Your assignment
Where a line of the material contains the string "short", copy that line.

The input
---------------
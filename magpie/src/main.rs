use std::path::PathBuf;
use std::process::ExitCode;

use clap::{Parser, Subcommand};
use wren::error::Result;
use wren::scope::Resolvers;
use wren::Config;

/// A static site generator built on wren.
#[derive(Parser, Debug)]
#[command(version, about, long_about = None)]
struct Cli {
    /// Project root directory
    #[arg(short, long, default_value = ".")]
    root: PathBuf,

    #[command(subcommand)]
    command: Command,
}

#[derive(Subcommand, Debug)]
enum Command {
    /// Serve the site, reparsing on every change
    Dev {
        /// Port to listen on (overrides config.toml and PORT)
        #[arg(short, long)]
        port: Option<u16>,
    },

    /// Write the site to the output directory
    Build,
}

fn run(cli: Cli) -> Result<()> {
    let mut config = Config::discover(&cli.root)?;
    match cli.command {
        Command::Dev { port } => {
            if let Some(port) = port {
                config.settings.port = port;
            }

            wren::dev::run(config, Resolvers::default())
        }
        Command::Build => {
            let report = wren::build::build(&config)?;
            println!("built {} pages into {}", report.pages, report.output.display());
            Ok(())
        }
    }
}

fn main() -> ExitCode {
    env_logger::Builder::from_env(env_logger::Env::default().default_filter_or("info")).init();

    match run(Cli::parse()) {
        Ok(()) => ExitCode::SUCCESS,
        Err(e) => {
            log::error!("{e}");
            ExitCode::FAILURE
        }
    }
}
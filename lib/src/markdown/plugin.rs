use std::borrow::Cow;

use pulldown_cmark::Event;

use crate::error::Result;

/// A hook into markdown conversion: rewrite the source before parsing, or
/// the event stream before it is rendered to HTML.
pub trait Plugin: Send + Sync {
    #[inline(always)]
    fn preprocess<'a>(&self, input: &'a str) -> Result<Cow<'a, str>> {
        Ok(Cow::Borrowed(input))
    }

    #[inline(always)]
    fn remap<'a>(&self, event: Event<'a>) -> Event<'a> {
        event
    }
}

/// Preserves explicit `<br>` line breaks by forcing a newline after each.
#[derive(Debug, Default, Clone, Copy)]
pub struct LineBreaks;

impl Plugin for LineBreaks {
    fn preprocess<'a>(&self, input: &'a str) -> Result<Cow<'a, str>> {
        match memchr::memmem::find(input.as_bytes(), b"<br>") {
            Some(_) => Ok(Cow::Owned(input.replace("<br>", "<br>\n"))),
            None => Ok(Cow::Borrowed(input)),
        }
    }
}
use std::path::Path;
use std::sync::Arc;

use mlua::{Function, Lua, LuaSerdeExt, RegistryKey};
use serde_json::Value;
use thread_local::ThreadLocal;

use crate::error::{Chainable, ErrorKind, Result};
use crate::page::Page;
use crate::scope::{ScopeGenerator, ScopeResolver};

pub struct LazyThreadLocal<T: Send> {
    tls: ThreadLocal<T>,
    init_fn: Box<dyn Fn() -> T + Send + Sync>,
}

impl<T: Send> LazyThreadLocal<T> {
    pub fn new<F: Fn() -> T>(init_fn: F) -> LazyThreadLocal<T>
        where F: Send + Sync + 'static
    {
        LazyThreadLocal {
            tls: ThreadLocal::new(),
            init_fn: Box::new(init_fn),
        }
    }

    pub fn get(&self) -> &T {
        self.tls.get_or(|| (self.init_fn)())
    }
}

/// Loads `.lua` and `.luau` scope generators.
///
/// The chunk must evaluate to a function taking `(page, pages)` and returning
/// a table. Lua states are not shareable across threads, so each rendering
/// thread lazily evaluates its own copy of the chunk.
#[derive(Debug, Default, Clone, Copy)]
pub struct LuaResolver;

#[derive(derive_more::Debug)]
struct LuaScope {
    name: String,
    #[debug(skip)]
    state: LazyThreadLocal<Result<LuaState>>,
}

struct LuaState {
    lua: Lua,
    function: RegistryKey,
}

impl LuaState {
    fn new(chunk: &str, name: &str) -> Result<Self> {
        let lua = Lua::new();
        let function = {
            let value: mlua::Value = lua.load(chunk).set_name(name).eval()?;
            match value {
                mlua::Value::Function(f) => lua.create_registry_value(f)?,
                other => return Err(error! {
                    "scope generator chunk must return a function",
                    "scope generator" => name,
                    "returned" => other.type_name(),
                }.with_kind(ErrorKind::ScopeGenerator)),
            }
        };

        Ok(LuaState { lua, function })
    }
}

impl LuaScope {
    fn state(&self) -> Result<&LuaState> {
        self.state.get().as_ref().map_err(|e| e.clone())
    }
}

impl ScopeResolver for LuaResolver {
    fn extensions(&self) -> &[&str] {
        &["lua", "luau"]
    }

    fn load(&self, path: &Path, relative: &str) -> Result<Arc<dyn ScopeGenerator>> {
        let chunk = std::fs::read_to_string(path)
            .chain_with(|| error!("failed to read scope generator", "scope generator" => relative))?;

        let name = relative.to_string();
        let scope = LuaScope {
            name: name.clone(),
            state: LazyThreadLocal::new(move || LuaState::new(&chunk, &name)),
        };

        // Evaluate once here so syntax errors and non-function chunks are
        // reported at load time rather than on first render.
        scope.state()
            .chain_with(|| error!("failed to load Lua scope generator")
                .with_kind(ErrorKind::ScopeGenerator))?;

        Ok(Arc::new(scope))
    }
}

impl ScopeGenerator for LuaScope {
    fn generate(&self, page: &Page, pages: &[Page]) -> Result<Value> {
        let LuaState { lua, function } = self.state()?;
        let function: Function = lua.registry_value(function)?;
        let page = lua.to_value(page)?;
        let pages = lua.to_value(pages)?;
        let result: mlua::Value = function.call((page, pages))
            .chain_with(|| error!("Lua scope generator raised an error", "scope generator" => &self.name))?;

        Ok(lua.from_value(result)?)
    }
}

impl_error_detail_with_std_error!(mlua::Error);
---------------
Task output
    #[arg(short, long, default_value = ".")]
        #[arg(short, long)]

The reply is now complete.